Reading Here and Now
Conversations with authors in psychotherapy
Aner Govrin & Sharon Ziv-Beiman
A conversation with:
Dr. Barry A. Farber, Ph.D. and Daisy Ort
Understanding and Enhancing Positive Regard in Psychotherapy: Carl Rogers and Beyond
(co-authored with Jessica Y. Suzuki)
The conversation will take place on Sunday,
April 30, 2023 , 7:30-9:15 PM Israel Time/ 12:30 pm New York Time
and will be available via ZOOM.
Participation fee: 17$ or 15€
Barry Farber met Carl Rogers just once when he escorted him for the two days Rogers was at Teachers College (Columbia University), receiving a medal of honor from his alma mater. But that meeting enormously influenced how he perceived what makes real change in psychotherapy. Though Farber never became a loyalist to Roger's client-centered therapy, he experienced through their brief interaction Rogers's unique way of active listening that made those who spoke with Rogers feel heard and valued.
Farber found that positive regard (PR) is the least well-researched and most misunderstood of Rogers's three facilitative conditions (the therapist’s empathy, PR, and genuineness/congruence).
Farber, along with two talented clinical psychology doctoral students and the co-authors of this book––Jessi Suzuki (now graduated) and Daisy Ort–– initiated a positive regard lab at Teachers College. Through case studies, interviews, and the development of new assessment instruments to measure PR, they have investigated the ways in which therapists and clients view this concept and examined the association between PR and therapeutic outcome. One of the most interesting chapters in their book discusses the work of prominent therapists outside the person-centered community who have integrated into their own theoretical systems concepts similar, though not identical, to PR. Among those are Marsha Linehan and the concept of "validation," Heinz Kohut and his views about "mirroring," D. W. Winnicott and the "holding environment," John Bowlby and Mary Ainsworth's ideas about a "secure base," and Shari Geller's (and others') concept of "therapeutic presence." Their conclusion is that that the foundation for greater widespread clinical adoption of PR may already be in place, albeit with terms unassociated with the person-centered community.
In this conversation, Aner Govrin and Sharon Ziv-Beiman will discuss some of the following questions with Barry Farber and Daisy Ort:
What are the specific, active components of PR?
How has positive regard been modified and reinterpreted by theorists and clinicians within and without the person-centered community?
Can PR be “faked”?
Are there optimal levels of this attitude?

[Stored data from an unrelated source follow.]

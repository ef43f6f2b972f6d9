use std::path::PathBuf;
use std::time::Duration;

use agent_conduit::{config::GlobalConfig, AppError};

fn sample_toml(config_dir: &str) -> String {
    format!(
        r#"
agent_binary = "/usr/local/bin/claude"
agent_args = ["--add-dir", "/shared"]
config_dir = '{config_dir}'
config_dir_env = "CLAUDE_CONFIG_DIR"
nested_agent_env = "CLAUDECODE"
resume_missing_sentinel = "No conversation found"
kill_grace_seconds = 10
include_partial_messages = false
"#
    )
}

#[test]
fn parses_valid_config() {
    let temp = tempfile::tempdir().expect("tempdir");
    let dir = temp.path().to_str().expect("utf8 path");

    let config = GlobalConfig::from_toml_str(&sample_toml(dir)).expect("config parses");

    assert_eq!(config.agent_binary, "/usr/local/bin/claude");
    assert_eq!(config.agent_args, vec!["--add-dir", "/shared"]);
    assert_eq!(config.config_dir, Some(PathBuf::from(dir)));
    assert_eq!(config.resume_missing_sentinel, "No conversation found");
    assert_eq!(config.kill_grace(), Duration::from_secs(10));
    assert!(!config.include_partial_messages);
}

#[test]
fn empty_document_uses_defaults() {
    let config = GlobalConfig::from_toml_str("").expect("empty config parses");

    assert_eq!(config, GlobalConfig::default());
    assert_eq!(config.agent_binary, "claude");
    assert!(config.agent_args.is_empty());
    assert_eq!(config.config_dir, None);
    assert_eq!(config.config_dir_env, "CLAUDE_CONFIG_DIR");
    assert_eq!(config.nested_agent_env, "CLAUDECODE");
    assert_eq!(
        config.resume_missing_sentinel,
        "No conversation found with session ID"
    );
    assert_eq!(config.kill_grace(), Duration::from_secs(5));
    assert!(config.include_partial_messages);
}

#[test]
fn rejects_zero_grace_period() {
    let result = GlobalConfig::from_toml_str("kill_grace_seconds = 0");
    assert!(matches!(result, Err(AppError::Config(msg)) if msg.contains("kill_grace_seconds")));
}

#[test]
fn rejects_blank_agent_binary() {
    let result = GlobalConfig::from_toml_str("agent_binary = \"  \"");
    assert!(matches!(result, Err(AppError::Config(msg)) if msg.contains("agent_binary")));
}

#[test]
fn rejects_empty_sentinel() {
    let result = GlobalConfig::from_toml_str("resume_missing_sentinel = \"\"");
    assert!(matches!(result, Err(AppError::Config(msg)) if msg.contains("resume_missing_sentinel")));
}

#[test]
fn rejects_config_dir_without_env_name() {
    let result = GlobalConfig::from_toml_str("config_dir = '/tmp/acct'\nconfig_dir_env = ''");
    assert!(matches!(result, Err(AppError::Config(msg)) if msg.contains("config_dir_env")));
}

#[test]
fn rejects_unknown_keys() {
    let result = GlobalConfig::from_toml_str("agent_bin = \"claude\"");
    assert!(matches!(result, Err(AppError::Config(msg)) if msg.starts_with("invalid config")));
}

#[test]
fn rejects_invalid_toml() {
    let result = GlobalConfig::from_toml_str("agent_binary = ");
    assert!(matches!(result, Err(AppError::Config(_))));
}

#[test]
fn load_from_path_reads_file() {
    let temp = tempfile::tempdir().expect("tempdir");
    let path = temp.path().join("config.toml");
    std::fs::write(&path, "agent_binary = \"agent\"\nkill_grace_seconds = 2\n").expect("write config");

    let config = GlobalConfig::load_from_path(&path).expect("config loads");

    assert_eq!(config.agent_binary, "agent");
    assert_eq!(config.kill_grace_seconds, 2);
}

#[test]
fn load_from_missing_path_is_io_error() {
    let temp = tempfile::tempdir().expect("tempdir");
    let result = GlobalConfig::load_from_path(temp.path().join("missing.toml"));
    assert!(matches!(result, Err(AppError::Io(msg)) if msg.contains("missing.toml")));
}

#[test]
fn load_from_path_reports_invalid_contents_as_config_error() {
    let temp = tempfile::tempdir().expect("tempdir");
    let path = temp.path().join("config.toml");
    std::fs::write(&path, "kill_grace_seconds = 0\n").expect("write config");

    let result = GlobalConfig::load_from_path(&path);
    assert!(matches!(result, Err(AppError::Config(_))));
}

Can a therapist be both person-centered and eclectic?
Barry A. Farber, PhD is a Professor of Psychology and Education at Teachers College, Columbia University (TC). He received his PhD from Yale University in 1978, joined the clinical psychology faculty at TC the following year, and served as Director of Clinical Training for 24 years. He has varied interests within the area of psychotherapy research, including the nature and consequences of therapists’ provision of positive regard, the extent to which patients, therapists, supervisors, and supervisees honestly disclose to each other, and the ways in which individuals construct and evoke mental representations of others, including former therapists and romantic partners. His books include the recently published Understanding and Enhancing Positive Regard in Psychotherapy: Carl Rogers and Beyond, as well as Secrets and Lies in Psychotherapy, Self-disclosure in Psychotherapy, The Psychotherapy of Carl Rogers, Crisis in American Education: Stress and burnout in the American Teacher, and Rock ‘n roll Wisdom. In addition to his research, writing, and teaching, he recently completed an 8-year term as editor of Journal of Clinical Psychology: In Session, and maintains a small private practice of psychotherapy.
Daisy Ort is a fifth-year doctoral candidate in the Clinical Psychology PhD program at Teachers College, Columbia University. Prior to beginning her doctoral studies, Daisy worked within New York City’s mental health and legal systems conducting research at a criminal justice nonprofit, co-leading weekly support groups at federal jails, and facilitating forensic psychological evaluations for immigration purposes. As a graduate student, Daisy is interested in better understanding relational aspects of psychotherapy across different contexts. Previous research projects assessed the role of informal supervision among psychotherapy trainees, and client disclosure in correctional settings. Currently, Daisy and her research team are exploring factors associated with therapists' perceptions of positive regard, as well as clients’ experience of teletherapy since the onset of the COVID-19 pandemic. Daisy can be reached at firstname.lastname@example.org
Jessica Y. Suzuki, PhD, is an integrative therapist trained in relational psychodynamic , cognitive-behavior, and experiential approaches. Dr. Suzuki received her PhD from Columbia University Teachers College. She believes that client outcome depends on the quality of patient-therapist collaboration and on therapeutic strategies. She incorporates CBT strategies to scaffold behavioral change and draws on mindfulness and experiential approaches to strengthen self-compassion, insight, and healing.